This most extraordinary phenomenon demands our full attention. Speaking is an entirely voluntary, motor act and yet, in contrast to all other voluntary movements, it is not bound to the nerves of the pyramidal system. On the contrary, important as it is to human existence, through its nerve supply it belongs to the dull vegetative strata. This can be explained by the fact that the larynx is not part of the muscular apparatus but belongs to the respiratory system. To say this, however, only bridges the abyss produced by the problems of this form complex. The abyss itself remains unexplored. Yet, an understanding of this strange phenomenon should be sought.

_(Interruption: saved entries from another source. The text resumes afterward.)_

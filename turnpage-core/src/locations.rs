use std::fmt;
use std::sync::Arc;

use tracing::{debug, instrument, warn};

use crate::cache::{CacheKey, LocalCache};
use crate::engine::Locations;
use crate::DocumentId;

/// Mapping from linear progress to canonical references for one document.
/// Immutable once built; a failed build yields an index with no entries.
#[derive(Clone)]
pub struct LocationIndex {
    document_id: DocumentId,
    total: usize,
    locations: Option<Arc<dyn Locations>>,
}

impl LocationIndex {
    pub fn unavailable(document_id: DocumentId) -> Self {
        Self {
            document_id,
            total: 0,
            locations: None,
        }
    }

    fn ready(document_id: DocumentId, total: usize, locations: Arc<dyn Locations>) -> Self {
        Self {
            document_id,
            total,
            locations: Some(locations),
        }
    }

    pub fn document_id(&self) -> &DocumentId {
        &self.document_id
    }

    pub fn total(&self) -> usize {
        self.total
    }

    pub fn is_available(&self) -> bool {
        self.total > 0 && self.locations.is_some()
    }

    /// Reference for a slider position, clamped to the last location.
    pub fn ref_from_progress(&self, progress: usize) -> Option<String> {
        if !self.is_available() {
            return None;
        }
        let locations = self.locations.as_ref()?;
        locations.ref_from_location(progress.min(self.total - 1))
    }

    pub fn progress_from_ref(&self, reference: &str) -> Option<usize> {
        if !self.is_available() {
            return None;
        }
        self.locations.as_ref()?.location_from_ref(reference)
    }

    /// Progress as a percentage, or `None` while the index is unavailable.
    pub fn percent(&self, progress: usize) -> Option<f32> {
        if !self.is_available() {
            return None;
        }
        let clamped = progress.min(self.total);
        Some(clamped as f32 / self.total as f32 * 100.0)
    }
}

impl fmt::Debug for LocationIndex {
    fn fmt(&self, f: &mut fmt::Formatter<'_>) -> fmt::Result {
        f.debug_struct("LocationIndex")
            .field("document_id", &self.document_id)
            .field("total", &self.total)
            .finish()
    }
}

pub struct LocationIndexBuilder {
    cache: Arc<dyn LocalCache>,
    chunk_size: usize,
}

impl LocationIndexBuilder {
    pub fn new(cache: Arc<dyn LocalCache>, chunk_size: usize) -> Self {
        Self { cache, chunk_size }
    }

    /// Loads the persisted index for `document_id`, or generates and
    /// persists one. Never fails: generation errors degrade to an
    /// unavailable index.
    #[instrument(skip(self, locations))]
    pub async fn build_or_load(
        &self,
        document_id: &DocumentId,
        locations: Arc<dyn Locations>,
    ) -> LocationIndex {
        let key = CacheKey::Locations(document_id.clone());

        match self.cache.get(&key) {
            Ok(Some(serialized)) if !serialized.is_empty() => match locations.load(&serialized) {
                Ok(total) if total > 0 => {
                    debug!(total, "loaded cached location index");
                    return LocationIndex::ready(document_id.clone(), total, locations);
                }
                Ok(_) => warn!("cached location index is empty, regenerating"),
                Err(err) => warn!(%err, "cached location index is unreadable, regenerating"),
            },
            Ok(_) => {}
            Err(err) => warn!(error = %err, "failed to read cached location index"),
        }

        let total = match locations.generate(self.chunk_size).await {
            Ok(total) => total,
            Err(err) => {
                warn!(%err, "location index generation failed, progress unavailable");
                return LocationIndex::unavailable(document_id.clone());
            }
        };
        if total == 0 {
            warn!("location index generation produced no locations");
            return LocationIndex::unavailable(document_id.clone());
        }

        if let Err(err) = self.cache.set(&key, &locations.save()) {
            warn!(error = %err, "failed to persist location index");
        }
        debug!(total, chunk_size = self.chunk_size, "generated location index");
        LocationIndex::ready(document_id.clone(), total, locations)
    }
}

#[cfg(test)]
mod tests {
    use super::*;

    use std::sync::atomic::{AtomicUsize, Ordering};

    use async_trait::async_trait;
    use parking_lot::Mutex;

    use crate::cache::MemoryCache;
    use crate::error::EngineError;

    struct FakeLocations {
        available: usize,
        refs: Mutex<Vec<String>>,
        generated: AtomicUsize,
        fail: bool,
    }

    impl FakeLocations {
        fn new(available: usize) -> Arc<Self> {
            Arc::new(Self {
                available,
                refs: Mutex::new(Vec::new()),
                generated: AtomicUsize::new(0),
                fail: false,
            })
        }

        fn failing() -> Arc<Self> {
            Arc::new(Self {
                available: 10,
                refs: Mutex::new(Vec::new()),
                generated: AtomicUsize::new(0),
                fail: true,
            })
        }
    }

    #[async_trait]
    impl Locations for FakeLocations {
        async fn generate(&self, _chunk_size: usize) -> Result<usize, EngineError> {
            self.generated.fetch_add(1, Ordering::SeqCst);
            if self.fail {
                return Err(EngineError::Locations("no spine".into()));
            }
            let refs: Vec<String> = (0..self.available).map(|n| format!("loc({n})")).collect();
            *self.refs.lock() = refs;
            Ok(self.available)
        }

        fn load(&self, serialized: &str) -> Result<usize, EngineError> {
            let refs: Vec<String> = serde_json::from_str(serialized)
                .map_err(|err| EngineError::Locations(err.to_string()))?;
            let total = refs.len();
            *self.refs.lock() = refs;
            Ok(total)
        }

        fn save(&self) -> String {
            serde_json::to_string(&*self.refs.lock()).unwrap()
        }

        fn ref_from_location(&self, location: usize) -> Option<String> {
            self.refs.lock().get(location).cloned()
        }

        fn location_from_ref(&self, reference: &str) -> Option<usize> {
            self.refs.lock().iter().position(|r| r == reference)
        }

        fn total(&self) -> usize {
            self.refs.lock().len()
        }
    }

    #[tokio::test]
    async fn generated_index_is_persisted_and_reloaded() {
        let cache: Arc<dyn LocalCache> = Arc::new(MemoryCache::new());
        let builder = LocationIndexBuilder::new(Arc::clone(&cache), 1600);
        let id = DocumentId::new("doc");

        let first_engine = FakeLocations::new(100);
        let first = builder.build_or_load(&id, first_engine.clone()).await;
        assert_eq!(first.total(), 100);
        assert_eq!(first_engine.generated.load(Ordering::SeqCst), 1);
        assert!(cache
            .get(&CacheKey::Locations(id.clone()))
            .unwrap()
            .is_some());

        let second_engine = FakeLocations::new(0);
        let second = builder.build_or_load(&id, second_engine.clone()).await;
        assert_eq!(second_engine.generated.load(Ordering::SeqCst), 0);
        assert_eq!(second.total(), first.total());
        for n in [0, 1, 50, 99] {
            assert_eq!(second.ref_from_progress(n), first.ref_from_progress(n));
        }
    }

    #[tokio::test]
    async fn generation_failure_degrades_to_unavailable() {
        let cache: Arc<dyn LocalCache> = Arc::new(MemoryCache::new());
        let builder = LocationIndexBuilder::new(Arc::clone(&cache), 1600);
        let id = DocumentId::new("broken");

        let index = builder.build_or_load(&id, FakeLocations::failing()).await;
        assert_eq!(index.total(), 0);
        assert!(!index.is_available());
        assert_eq!(index.percent(10), None);
        assert_eq!(index.ref_from_progress(0), None);
        assert_eq!(cache.get(&CacheKey::Locations(id)).unwrap(), None);
    }

    #[tokio::test]
    async fn corrupt_cache_entry_triggers_regeneration() {
        let cache: Arc<dyn LocalCache> = Arc::new(MemoryCache::new());
        let id = DocumentId::new("doc");
        cache
            .set(&CacheKey::Locations(id.clone()), "not json")
            .unwrap();
        let builder = LocationIndexBuilder::new(Arc::clone(&cache), 1600);

        let engine = FakeLocations::new(12);
        let index = builder.build_or_load(&id, engine.clone()).await;
        assert_eq!(index.total(), 12);
        assert_eq!(engine.generated.load(Ordering::SeqCst), 1);
    }

    #[tokio::test]
    async fn progress_maps_to_percent_and_clamps() {
        let cache: Arc<dyn LocalCache> = Arc::new(MemoryCache::new());
        let builder = LocationIndexBuilder::new(cache, 1600);
        let index = builder
            .build_or_load(&DocumentId::new("doc"), FakeLocations::new(100))
            .await;

        assert_eq!(index.percent(50), Some(50.0));
        assert_eq!(index.ref_from_progress(50).as_deref(), Some("loc(50)"));
        assert_eq!(index.ref_from_progress(500).as_deref(), Some("loc(99)"));
        assert_eq!(index.progress_from_ref("loc(42)"), Some(42));
    }
}
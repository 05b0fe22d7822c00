use std::sync::atomic::{AtomicU64, Ordering};
use std::sync::Arc;
use std::time::Duration;

use parking_lot::Mutex;
use tokio::runtime::Handle;
use tokio::task::JoinHandle;
use tokio::time::Instant;
use tracing::debug;
use turnpage_core::{
    SpeechEngine, SpeechError, SpeechEvent, SpeechEventKind, SpeechListener, Subscription,
    Utterance, UtteranceId, Voice,
};

/// Speaking pace at rate 1.0.
const WORDS_PER_SECOND: f32 = 2.5;

struct Playback {
    utterance: UtteranceId,
    remaining: Duration,
    resumed_at: Instant,
    task: Option<JoinHandle<()>>,
}

#[derive(Default)]
struct Shared {
    listeners: Mutex<Vec<(u64, SpeechListener)>>,
    next_listener: AtomicU64,
    current: Mutex<Option<Playback>>,
}

impl Shared {
    fn emit(&self, event: SpeechEvent) {
        let listeners: Vec<SpeechListener> = self
            .listeners
            .lock()
            .iter()
            .map(|(_, listener)| Arc::clone(listener))
            .collect();
        for listener in listeners {
            listener(event.clone());
        }
    }
}

/// Terminal stand-in for a TTS voice: no audio, but utterances take as long
/// as reading them out would and report start and end like a real engine.
#[derive(Clone, Default)]
pub struct SimulatedSpeech {
    shared: Arc<Shared>,
}

impl SimulatedSpeech {
    pub fn new() -> Self {
        Self::default()
    }

    fn duration(utterance: &Utterance) -> Duration {
        let words = utterance.text.split_whitespace().count().max(1) as f32;
        let rate = utterance.rate.clamp(0.1, 10.0);
        Duration::from_secs_f32(words / (WORDS_PER_SECOND * rate))
    }

    fn play(&self, handle: &Handle, utterance: UtteranceId, after: Duration) -> JoinHandle<()> {
        let shared = Arc::clone(&self.shared);
        handle.spawn(async move {
            tokio::time::sleep(after).await;
            let finished = {
                let mut current = shared.current.lock();
                if current.as_ref().map(|playback| playback.utterance) == Some(utterance) {
                    current.take()
                } else {
                    None
                }
            };
            if finished.is_some() {
                shared.emit(SpeechEvent {
                    utterance,
                    kind: SpeechEventKind::Ended,
                });
            }
        })
    }
}

impl SpeechEngine for SimulatedSpeech {
    fn voices(&self) -> Vec<Voice> {
        vec![Voice {
            name: "Simulated".to_string(),
            lang: "en-US".to_string(),
            default: true,
        }]
    }

    fn speak(&self, utterance: Utterance) -> Result<(), SpeechError> {
        let handle = Handle::try_current().map_err(|_| SpeechError::Unavailable)?;
        self.cancel();

        let remaining = Self::duration(&utterance);
        debug!(utterance = utterance.id, ?remaining, "speaking");
        let task = self.play(&handle, utterance.id, remaining);
        *self.shared.current.lock() = Some(Playback {
            utterance: utterance.id,
            remaining,
            resumed_at: Instant::now(),
            task: Some(task),
        });
        self.shared.emit(SpeechEvent {
            utterance: utterance.id,
            kind: SpeechEventKind::Started,
        });
        Ok(())
    }

    fn pause(&self) {
        let mut current = self.shared.current.lock();
        if let Some(playback) = current.as_mut() {
            if let Some(task) = playback.task.take() {
                task.abort();
                playback.remaining = playback
                    .remaining
                    .saturating_sub(playback.resumed_at.elapsed());
            }
        }
    }

    fn resume(&self) {
        let Ok(handle) = Handle::try_current() else {
            return;
        };
        let mut current = self.shared.current.lock();
        if let Some(playback) = current.as_mut() {
            if playback.task.is_none() {
                playback.resumed_at = Instant::now();
                playback.task = Some(self.play(&handle, playback.utterance, playback.remaining));
            }
        }
    }

    fn cancel(&self) {
        if let Some(playback) = self.shared.current.lock().take() {
            if let Some(task) = playback.task {
                task.abort();
            }
        }
    }

    fn on(&self, listener: SpeechListener) -> Subscription {
        let id = self.shared.next_listener.fetch_add(1, Ordering::SeqCst);
        self.shared.listeners.lock().push((id, listener));
        let shared = Arc::clone(&self.shared);
        Subscription::new(move || shared.listeners.lock().retain(|(entry, _)| *entry != id))
    }
}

In a beautiful essay Rudolf Treichler has shown that the totality of the autonomic nervous system is intimately connected with the sense of life and that one is even justified in speaking of this nervous system as the organ of perception for the sense of life. (27) We can, therefore, ascribe to the totality of our manifestations and processes of life the realm of the vegetative or autonomic system, from which certain sensations, such as hunger and thirst, comfort and discomfort and other bodily sensations reach the threshold of consciousness.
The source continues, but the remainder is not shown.